Time Limit Exceeded is the most controversial. It means the program ran too long – but what it “too long”? The judges set a time limit for each problem. There is not a global time limit – it is set per problem. The time limit is based on the programs written by the judges, running on the judge data. We usually take the slowest of the programs, and multiply its time by ten, but there can be exceptions. I know that there’s going to be a lot of discussion on this topic, so I will soon post an article on this alone.
Incorrect Output and Incorrect Format are given if your output doesn’t match ours. The old, conventional wisdom is that Incorrect Output is given if your answers are wrong, and Incorrect Format is given if your answers are right, but don’t match our desired format. For example, if you print your floating point numbers to 2 decimal places when we ask for 3, you’ll get Incorrect Format. We’ll also give Format if the output is so messed up, we can’t tell if the right answers are buried in there somewhere or not. This can happen if the program messes up white space and CR/LFs (and outputs a number salad), or if it included lots of debugging prints that the competitor forgot to disable.
Incorrect- Contact Staff is a response we use rarely. We use it when there’s something that the team just isn’t getting, and we want to give them some help. If they repeatedly submit their a.out, or their .class file, or they read from a file instead of stdio, or for some other reason they just don’t get it, we’ll give them this response, and then call the staff at their site to give them a heads-up. We’ll only use this well into the contest, and only for teams that are clearly not competing for the top spots.
So, what if more than one thing is wrong with a program? You will get… whatever the judge sees first. That’s right, there’s no prescribed hierarchy. If more than one of the incorrect judgments holds, you could submit exactly the same program multiple times and get different kinds of “incorrect” responses. If it’s correct, it’s correct, of course, but if it has wrong output, wrong format, and it crashes, you could get any of those three. A crashing program tends to be obvious, so more often than not, you’ll get Runtime Error in that case. Likewise, when a program has a compiler error, it produces no output, so you’ll get Compiler Error. But, if your program prints the wrong answers, and prints them to 2 decimal places when we asked for three, you could get either Incorrect Output or Incorrect Format, depending on which the judge noticed first.

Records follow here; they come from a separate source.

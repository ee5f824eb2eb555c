//! Recording outlines and converting them to quadratic curves.

use kurbo::{BezPath, CubicBez, PathEl, Point};
use skrifa::outline::OutlinePen;

/// Maximum distance, in font units, between a cubic curve and its quadratic
/// approximation.
pub const CURVE_TOLERANCE: f64 = 1.0;

/// Pen that records drawing commands into a kurbo path.
///
/// The recorded path may contain cubic segments; see [`to_quadratic`].
#[derive(Clone, Debug, Default)]
pub struct PathPen {
    path: BezPath,
}

impl PathPen {
    pub fn new() -> Self {
        Self::default()
    }

    pub fn into_inner(self) -> BezPath {
        self.path
    }
}

impl OutlinePen for PathPen {
    fn move_to(&mut self, x: f32, y: f32) {
        self.path.move_to(point(x, y));
    }

    fn line_to(&mut self, x: f32, y: f32) {
        self.path.line_to(point(x, y));
    }

    fn quad_to(&mut self, cx0: f32, cy0: f32, x: f32, y: f32) {
        self.path.quad_to(point(cx0, cy0), point(x, y));
    }

    fn curve_to(&mut self, cx0: f32, cy0: f32, cx1: f32, cy1: f32, x: f32, y: f32) {
        self.path
            .curve_to(point(cx0, cy0), point(cx1, cy1), point(x, y));
    }

    fn close(&mut self) {
        self.path.close_path();
    }
}

fn point(x: f32, y: f32) -> Point {
    Point::new(x as f64, y as f64)
}

/// Replace every cubic segment of `path` with quadratic segments that stay
/// within `accuracy` of the original curve.
///
/// Lines and quadratic segments are passed through unchanged, as is contour
/// direction.
pub fn to_quadratic(path: &BezPath, accuracy: f64) -> BezPath {
    let mut out = BezPath::new();
    let mut start = Point::ZERO;
    let mut current = Point::ZERO;
    for el in path.elements() {
        match *el {
            PathEl::MoveTo(p) => {
                out.move_to(p);
                start = p;
                current = p;
            }
            PathEl::LineTo(p) => {
                out.line_to(p);
                current = p;
            }
            PathEl::QuadTo(c, p) => {
                out.quad_to(c, p);
                current = p;
            }
            PathEl::CurveTo(c0, c1, p) => {
                push_cubic(&mut out, CubicBez::new(current, c0, c1, p), accuracy);
                current = p;
            }
            PathEl::ClosePath => {
                out.close_path();
                current = start;
            }
        }
    }
    out
}

fn push_cubic(out: &mut BezPath, cubic: CubicBez, accuracy: f64) {
    let Some(spline) = cubic.approx_spline(accuracy) else {
        // fitting a single spline failed, fall back to independent pieces
        for (_, _, quad) in cubic.to_quads(accuracy) {
            out.quad_to(quad.p1, quad.p2);
        }
        return;
    };
    // first and last points are on-curve, everything between is off-curve
    // with implied on-curve points at the midpoints.
    let points = spline.points();
    let n = points.len();
    if n < 3 {
        out.line_to(cubic.p3);
        return;
    }
    for i in 1..n - 1 {
        let ctrl = points[i];
        let end = if i + 2 == n {
            points[n - 1]
        } else {
            ctrl.midpoint(points[i + 1])
        };
        out.quad_to(ctrl, end);
    }
}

Checking the World Finals rules, it looks like they have reduced their responses. They’ve combined Compile-time Error with Runtime Error, and just give Run-Time Error. They’ve combined Wrong Answer (Incorrect Output) with Presentation Error (Incorrect Format) and they just give Wrong Answer. They wouldn’t give Contact Staff at Finals, so that’s it. Maybe we’ll go that way at Regionals next year – at the very least, you’ll probably see the elimination of Incorrect Format.